▶ Work to complete: In the data that follows, each entry is to be restated exactly.

▶ Stored data:
<<<<

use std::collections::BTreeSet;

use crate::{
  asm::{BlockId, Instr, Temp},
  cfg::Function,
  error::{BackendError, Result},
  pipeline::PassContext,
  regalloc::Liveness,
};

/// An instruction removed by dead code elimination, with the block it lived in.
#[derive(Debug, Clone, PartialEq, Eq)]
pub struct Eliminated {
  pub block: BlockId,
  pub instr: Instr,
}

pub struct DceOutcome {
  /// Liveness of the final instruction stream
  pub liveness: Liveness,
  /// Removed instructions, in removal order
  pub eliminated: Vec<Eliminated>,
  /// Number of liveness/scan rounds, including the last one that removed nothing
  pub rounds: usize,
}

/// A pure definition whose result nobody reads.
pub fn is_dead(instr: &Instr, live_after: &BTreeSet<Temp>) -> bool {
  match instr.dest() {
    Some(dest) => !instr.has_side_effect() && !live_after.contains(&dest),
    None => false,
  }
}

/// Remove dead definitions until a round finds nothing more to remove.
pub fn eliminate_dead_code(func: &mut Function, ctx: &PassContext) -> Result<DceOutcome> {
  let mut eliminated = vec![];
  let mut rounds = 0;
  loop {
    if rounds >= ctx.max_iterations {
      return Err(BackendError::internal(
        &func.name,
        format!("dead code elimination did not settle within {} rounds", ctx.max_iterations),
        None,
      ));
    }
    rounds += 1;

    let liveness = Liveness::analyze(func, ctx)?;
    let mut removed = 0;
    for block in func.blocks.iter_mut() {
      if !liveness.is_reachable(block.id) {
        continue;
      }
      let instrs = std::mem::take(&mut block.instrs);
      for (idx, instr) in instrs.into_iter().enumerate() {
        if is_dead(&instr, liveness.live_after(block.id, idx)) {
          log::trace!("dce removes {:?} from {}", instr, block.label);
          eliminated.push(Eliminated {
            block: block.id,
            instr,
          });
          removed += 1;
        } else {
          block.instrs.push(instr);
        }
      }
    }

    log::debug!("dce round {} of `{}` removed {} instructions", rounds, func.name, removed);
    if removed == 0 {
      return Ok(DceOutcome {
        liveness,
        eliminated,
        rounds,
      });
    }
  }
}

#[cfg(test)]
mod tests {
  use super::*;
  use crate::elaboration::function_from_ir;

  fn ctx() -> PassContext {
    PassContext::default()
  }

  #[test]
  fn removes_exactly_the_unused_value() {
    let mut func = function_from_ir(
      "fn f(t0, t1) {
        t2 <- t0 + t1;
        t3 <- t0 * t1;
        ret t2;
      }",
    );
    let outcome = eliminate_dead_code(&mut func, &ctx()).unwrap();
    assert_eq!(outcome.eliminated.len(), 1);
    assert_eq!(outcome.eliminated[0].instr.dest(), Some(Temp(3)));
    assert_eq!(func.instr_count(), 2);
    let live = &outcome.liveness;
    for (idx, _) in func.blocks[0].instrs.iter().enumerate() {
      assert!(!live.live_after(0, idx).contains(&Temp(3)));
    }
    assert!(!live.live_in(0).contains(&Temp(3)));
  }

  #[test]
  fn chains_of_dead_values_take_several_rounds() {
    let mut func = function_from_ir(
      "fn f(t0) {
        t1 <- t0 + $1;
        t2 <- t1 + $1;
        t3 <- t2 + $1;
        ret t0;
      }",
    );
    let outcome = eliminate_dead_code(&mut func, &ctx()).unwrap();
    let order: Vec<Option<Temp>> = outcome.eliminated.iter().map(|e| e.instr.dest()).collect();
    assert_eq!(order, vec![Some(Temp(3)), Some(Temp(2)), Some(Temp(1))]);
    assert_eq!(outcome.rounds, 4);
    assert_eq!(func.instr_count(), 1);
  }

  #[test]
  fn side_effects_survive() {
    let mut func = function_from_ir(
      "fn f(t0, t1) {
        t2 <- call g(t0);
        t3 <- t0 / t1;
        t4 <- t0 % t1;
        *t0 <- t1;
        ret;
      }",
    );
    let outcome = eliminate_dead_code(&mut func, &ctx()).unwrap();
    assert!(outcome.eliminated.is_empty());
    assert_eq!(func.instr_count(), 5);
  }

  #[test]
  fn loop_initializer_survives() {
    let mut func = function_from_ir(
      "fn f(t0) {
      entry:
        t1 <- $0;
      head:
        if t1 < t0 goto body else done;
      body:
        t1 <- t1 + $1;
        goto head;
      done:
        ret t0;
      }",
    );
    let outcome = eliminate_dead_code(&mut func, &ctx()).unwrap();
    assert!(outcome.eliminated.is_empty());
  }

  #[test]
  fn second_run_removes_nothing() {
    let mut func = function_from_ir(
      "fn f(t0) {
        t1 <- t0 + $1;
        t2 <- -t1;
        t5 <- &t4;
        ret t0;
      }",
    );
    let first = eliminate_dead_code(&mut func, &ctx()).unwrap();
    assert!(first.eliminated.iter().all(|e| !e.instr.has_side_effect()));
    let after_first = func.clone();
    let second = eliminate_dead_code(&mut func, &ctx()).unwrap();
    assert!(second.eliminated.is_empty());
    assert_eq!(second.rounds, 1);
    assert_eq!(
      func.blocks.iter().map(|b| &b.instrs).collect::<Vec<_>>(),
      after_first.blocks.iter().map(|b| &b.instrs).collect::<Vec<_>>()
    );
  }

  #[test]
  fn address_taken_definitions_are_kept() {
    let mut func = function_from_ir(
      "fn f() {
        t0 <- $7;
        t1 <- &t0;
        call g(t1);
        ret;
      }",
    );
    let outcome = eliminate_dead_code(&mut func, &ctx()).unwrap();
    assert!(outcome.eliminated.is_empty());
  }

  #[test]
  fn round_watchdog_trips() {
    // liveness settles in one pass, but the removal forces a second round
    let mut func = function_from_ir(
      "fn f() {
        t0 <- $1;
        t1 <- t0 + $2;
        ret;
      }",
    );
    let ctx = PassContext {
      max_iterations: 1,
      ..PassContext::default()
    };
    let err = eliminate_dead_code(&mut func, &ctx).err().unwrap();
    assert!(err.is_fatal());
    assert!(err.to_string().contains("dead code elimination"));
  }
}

>>>>

▶ Your solution:
use std::collections::BTreeSet;

use crate::{
  asm::{BlockId, Instr, Temp},
  cfg::Function,
  error::{BackendError, Result},
  pipeline::PassContext,
  regalloc::Liveness,
};

/// An instruction removed by dead code elimination, with the block it lived in.
#[derive(Debug, Clone, PartialEq, Eq)]
pub struct Eliminated {
  pub block: BlockId,
  pub instr: Instr,
}

pub struct DceOutcome {
  /// Liveness of the final instruction stream
  pub liveness: Liveness,
  /// Removed instructions, in removal order
  pub eliminated: Vec<Eliminated>,
  /// Number of liveness/scan rounds, including the last one that removed nothing
  pub rounds: usize,
}

/// A pure definition whose result nobody reads.
pub fn is_dead(instr: &Instr, live_after: &BTreeSet<Temp>) -> bool {
  match instr.dest() {
    Some(dest) => !instr.has_side_effect() && !live_after.contains(&dest),
    None => false,
  }
}

/// Remove dead definitions until a round finds nothing more to remove.
pub fn eliminate_dead_code(func: &mut Function, ctx: &PassContext) -> Result<DceOutcome> {
  let mut eliminated = vec![];
  let mut rounds = 0;
  loop {
    if rounds >= ctx.max_iterations {
      return Err(BackendError::internal(
        &func.name,
        format!("dead code elimination did not settle within {} rounds", ctx.max_iterations),
        None,
      ));
    }
    rounds += 1;

    let liveness = Liveness::analyze(func, ctx)?;
    let mut removed = 0;
    for block in func.blocks.iter_mut() {
      if !liveness.is_reachable(block.id) {
        continue;
      }
      let instrs = std::mem::take(&mut block.instrs);
      for (idx, instr) in instrs.into_iter().enumerate() {
        if is_dead(&instr, liveness.live_after(block.id, idx)) {
          log::trace!("dce removes {:?} from {}", instr, block.label);
          eliminated.push(Eliminated {
            block: block.id,
            instr,
          });
          removed += 1;
        } else {
          block.instrs.push(instr);
        }
      }
    }

    log::debug!("dce round {} of `{}` removed {} instructions", rounds, func.name, removed);
    if removed == 0 {
      return Ok(DceOutcome {
        liveness,
        eliminated,
        rounds,
      });
    }
  }
}

#[cfg(test)]
mod tests {
  use super::*;
  use crate::elaboration::function_from_ir;

  fn ctx() -> PassContext {
    PassContext::default()
  }

  #[test]
  fn removes_exactly_the_unused_value() {
    let mut func = function_from_ir(
      "fn f(t0, t1) {
        t2 <- t0 + t1;
        t3 <- t0 * t1;
        ret t2;
      }",
    );
    let outcome = eliminate_dead_code(&mut func, &ctx()).unwrap();
    assert_eq!(outcome.eliminated.len(), 1);
    assert_eq!(outcome.eliminated[0].instr.dest(), Some(Temp(3)));
    assert_eq!(func.instr_count(), 2);
    let live = &outcome.liveness;
    for (idx, _) in func.blocks[0].instrs.iter().enumerate() {
      assert!(!live.live_after(0, idx).contains(&Temp(3)));
    }
    assert!(!live.live_in(0).contains(&Temp(3)));
  }

  #[test]
  fn chains_of_dead_values_take_several_rounds() {
    let mut func = function_from_ir(
      "fn f(t0) {
        t1 <- t0 + $1;
        t2 <- t1 + $1;
        t3 <- t2 + $1;
        ret t0;
      }",
    );
    let outcome = eliminate_dead_code(&mut func, &ctx()).unwrap();
    let order: Vec<Option<Temp>> = outcome.eliminated.iter().map(|e| e.instr.dest()).collect();
    assert_eq!(order, vec![Some(Temp(3)), Some(Temp(2)), Some(Temp(1))]);
    assert_eq!(outcome.rounds, 4);
    assert_eq!(func.instr_count(), 1);
  }

  #[test]
  fn side_effects_survive() {
    let mut func = function_from_ir(
      "fn f(t0, t1) {
        t2 <- call g(t0);
        t3 <- t0 / t1;
        t4 <- t0 % t1;
        *t0 <- t1;
        ret;
      }",
    );
    let outcome = eliminate_dead_code(&mut func, &ctx()).unwrap();
    assert!(outcome.eliminated.is_empty());
    assert_eq!(func.instr_count(), 5);
  }

  #[test]
  fn loop_initializer_survives() {
    let mut func = function_from_ir(
      "fn f(t0) {
      entry:
        t1 <- $0;
      head:
        if t1 < t0 goto body else done;
      body:
        t1 <- t1 + $1;
        goto head;
      done:
        ret t0;
      }",
    );
    let outcome = eliminate_dead_code(&mut func, &ctx()).unwrap();
    assert!(outcome.eliminated.is_empty());
  }

  #[test]
  fn second_run_removes_nothing() {
    let mut func = function_from_ir(
      "fn f(t0) {
        t1 <- t0 + $1;
        t2 <- -t1;
        t5 <- &t4;
        ret t0;
      }",
    );
    let first = eliminate_dead_code(&mut func, &ctx()).unwrap();
    assert!(first.eliminated.iter().all(|e| !e.instr.has_side_effect()));
    let after_first = func.clone();
    let second = eliminate_dead_code(&mut func, &ctx()).unwrap();
    assert!(second.eliminated.is_empty());
    assert_eq!(second.rounds, 1);
    assert_eq!(
      func.blocks.iter().map(|b| &b.instrs).collect::<Vec<_>>(),
      after_first.blocks.iter().map(|b| &b.instrs).collect::<Vec<_>>()
    );
  }

  #[test]
  fn address_taken_definitions_are_kept() {
    let mut func = function_from_ir(
      "fn f() {
        t0 <- $7;
        t1 <- &t0;
        call g(t1);
        ret;
      }",
    );
    let outcome = eliminate_dead_code(&mut func, &ctx()).unwrap();
    assert!(outcome.eliminated.is_empty());
  }

  #[test]
  fn round_watchdog_trips() {
    // liveness settles in one pass, but the removal forces a second round
    let mut func = function_from_ir(
      "fn f() {
        t0 <- $1;
        t1 <- t0 + $2;
        ret;
      }",
    );
    let ctx = PassContext {
      max_iterations: 1,
      ..PassContext::default()
    };
    let err = eliminate_dead_code(&mut func, &ctx).err().unwrap();
    assert!(err.is_fatal());
    assert!(err.to_string().contains("dead code elimination"));
  }
}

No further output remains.